Now that South Carolina Gov. Mark Sanford’s national ambitions are a thing of the past — left behind on the extreme southern stretch of the Appalachian Trail — it’s interesting to think about the number of up-and-coming Republican stars who’ve been taken off the board in the past year. Five (including Sanford) come quickly to mind.

Two — Alaska Gov. Sarah Palin and Louisiana Gov. Bobby Jindal — were damaged by their own party, pushed in front of the public long before they were ready. Hype-versus-reality questions aside, Palin and Jindal were routinely described as rising stars until, suddenly, they weren’t.

Jindal can certainly recover from his poor performance in delivering the Republican response to President Obama’s national address last February. All he has to do is not act like a dork the next time. But the arc of Palin’s post-running-mate political career has already been determined: hero to the right wing of her party; pariah to everyone else.

Sanford’s finished. So is Nevada Sen. John Ensign, although at least his sexual indiscretions do not include a secretive flight to Argentina. I must confess I’d barely heard of Ensign before learning that (1) he’d been unfaithful in his marriage and (2) he was a possible presidential candidate.

Finally, there is former Utah governor Jon Huntsman, chosen by Obama as his ambassador to China. Huntsman hasn’t been tainted (except possibly in the eyes of a few partisan Republicans), but he’s not going to challenge Obama in 2012.

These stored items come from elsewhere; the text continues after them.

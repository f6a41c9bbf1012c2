//! Validate command implementation
//!
//! Loads the branch and deployed catalogs, checks them for duplicate
//! identities and ownership changes, and prints every conflict found. A run
//! with conflicts still completes; it only ends with a non-zero status.

use std::path::{Path, PathBuf};

use crate::catalog::store::{CatalogPaths, load_catalog, load_schema_catalog};
use crate::cli::ValidateArgs;
use crate::commands::helpers::{resolve_root, under_root};
use crate::domain::{Environment, ResourceKind};
use crate::error::{CatalogError, Result};
use crate::ui::Reporter;
use crate::validate::{Snapshot, TransferPolicy, ValidationReport, validate};

/// Catalog files taking part in one validation
#[derive(Debug, Clone, PartialEq, Eq)]
struct CatalogInputs {
    branch_kafka: Option<PathBuf>,
    branch_schemas: Option<PathBuf>,
    deployed_kafka: Option<PathBuf>,
    deployed_schemas: Option<PathBuf>,
}

impl CatalogInputs {
    /// Explicit paths win; with no branch path at all the default locations are used
    fn resolve(root: &Path, paths: &CatalogPaths, args: &ValidateArgs) -> Self {
        let anchor = |p: &Option<PathBuf>| p.as_deref().map(|p| under_root(root, p));
        let use_defaults = args.branch_kafka.is_none() && args.branch_schemas.is_none();

        if use_defaults {
            Self {
                branch_kafka: Some(paths.kafka()),
                branch_schemas: Some(paths.schemas()),
                deployed_kafka: anchor(&args.deployed_kafka).or_else(|| Some(paths.deployed_kafka())),
                deployed_schemas: anchor(&args.deployed_schemas)
                    .or_else(|| Some(paths.deployed_schemas())),
            }
        } else {
            Self {
                branch_kafka: anchor(&args.branch_kafka),
                branch_schemas: anchor(&args.branch_schemas),
                deployed_kafka: anchor(&args.deployed_kafka),
                deployed_schemas: anchor(&args.deployed_schemas),
            }
        }
    }
}

/// Run validate command
pub fn run(root: Option<PathBuf>, verbose: bool, args: ValidateArgs) -> Result<()> {
    let reporter = Reporter::new(verbose);
    let environment = Environment::new(&args.env)?;
    let root = resolve_root(root)?;
    let paths = CatalogPaths::new(&under_root(&root, &args.catalog_dir), &environment);
    let inputs = CatalogInputs::resolve(&root, &paths, &args);

    let policy = match &args.allow_transfers {
        Some(path) => TransferPolicy::load(&under_root(&root, path))?,
        None => TransferPolicy::default(),
    };
    if !policy.is_empty() {
        reporter.detail(format!("{} approved transfer rule(s)", policy.len()));
    }

    let branch = load_snapshot(
        &reporter,
        "branch",
        inputs.branch_kafka.as_deref(),
        inputs.branch_schemas.as_deref(),
    )?
    .unwrap_or_default();
    if branch.is_empty() {
        reporter.detail("Branch catalogs declare no resources");
    }
    let deployed = load_snapshot(
        &reporter,
        "deployed",
        inputs.deployed_kafka.as_deref(),
        inputs.deployed_schemas.as_deref(),
    )?;
    if deployed.is_none() {
        reporter.detail("No deployed catalog; only checking for duplicates within the branch");
    }

    let report = validate(&branch, deployed.as_ref(), &policy);
    print_report(&reporter, &environment, &report)
}

/// Load whichever catalogs exist into one snapshot; `None` when none exist
fn load_snapshot(
    reporter: &Reporter,
    side: &str,
    kafka: Option<&Path>,
    schemas: Option<&Path>,
) -> Result<Option<Snapshot>> {
    let mut snapshot = Snapshot::new();
    let mut found = false;

    if let Some(path) = kafka {
        match load_catalog(path)? {
            Some(catalog) => {
                reporter.detail(format!("Loaded {side} catalog {}", path.display()));
                snapshot.add_catalog(&catalog);
                found = true;
            }
            None => reporter.detail(format!("No {side} catalog at {}", path.display())),
        }
    }

    if let Some(path) = schemas {
        match load_schema_catalog(path)? {
            Some(catalog) => {
                reporter.detail(format!("Loaded {side} schemas catalog {}", path.display()));
                snapshot.add_schema_catalog(&catalog);
                found = true;
            }
            None => reporter.detail(format!("No {side} schemas catalog at {}", path.display())),
        }
    }

    Ok(found.then_some(snapshot))
}

fn print_report(
    reporter: &Reporter,
    environment: &Environment,
    report: &ValidationReport,
) -> Result<()> {
    for kind in ResourceKind::ALL {
        if report.conflicts_of(kind).next().is_none() {
            reporter.success(format!(
                "{} validation passed for {environment}",
                capitalize(kind.plural())
            ));
        } else {
            reporter.failure(format!(
                "{} validation FAILED for {environment}",
                capitalize(kind.plural())
            ));
        }
    }

    if !report.approved.is_empty() {
        reporter.numbered_list(
            "Approved ownership transfers:",
            report.approved.iter().map(|transfer| match &transfer.reason {
                Some(reason) => format!("{} [{}]", transfer.conflict, reason),
                None => transfer.conflict.to_string(),
            }),
        );
    }

    if report.is_valid() {
        println!();
        reporter.success(format!("All validations passed for {environment}"));
        return Ok(());
    }

    reporter.numbered_list(
        "VALIDATION FAILED - Conflicts detected:",
        report.conflicts.iter().map(ToString::to_string),
    );
    Err(CatalogError::ConflictsDetected {
        count: report.conflicts.len(),
    })
}

fn capitalize(word: &str) -> String {
    let mut chars = word.chars();
    match chars.next() {
        Some(first) => first.to_uppercase().chain(chars).collect(),
        None => String::new(),
    }
}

As Rich Lowry observes at National Review (via Talking Points Memo), Mitt Romney may be the last candidate standing by the time the ’12 campaign rolls around in earnest.

The specter of Specter

As a liberal, I can’t possibly not enjoy the prospect of Pennsylvania Sen. Arlen Specter’s joining the Democratic Party and making it easier for President Obama to enact his agenda.

In the long run, though, it’s not good for the country to have one party that’s straight-down-the-line conservative and another that is entirely liberal. A mostly liberal Democratic Party and a mostly conservative Republican Party? Sure. But hard-edged ideological differences are one of the main reasons that politics today is so unrelievedly vicious.

Looks like the last holdouts are Maine’s Republican senators, Olympia Snowe and Susan Collins.

Bye, bye Daschle?

Prediction: Tom Daschle will not be confirmed as secretary of health and human services. There’s a sleaziness to Daschle’s tax problems that’s absent from Treasury Secretary Timothy Geithner’s, which just seem boneheaded.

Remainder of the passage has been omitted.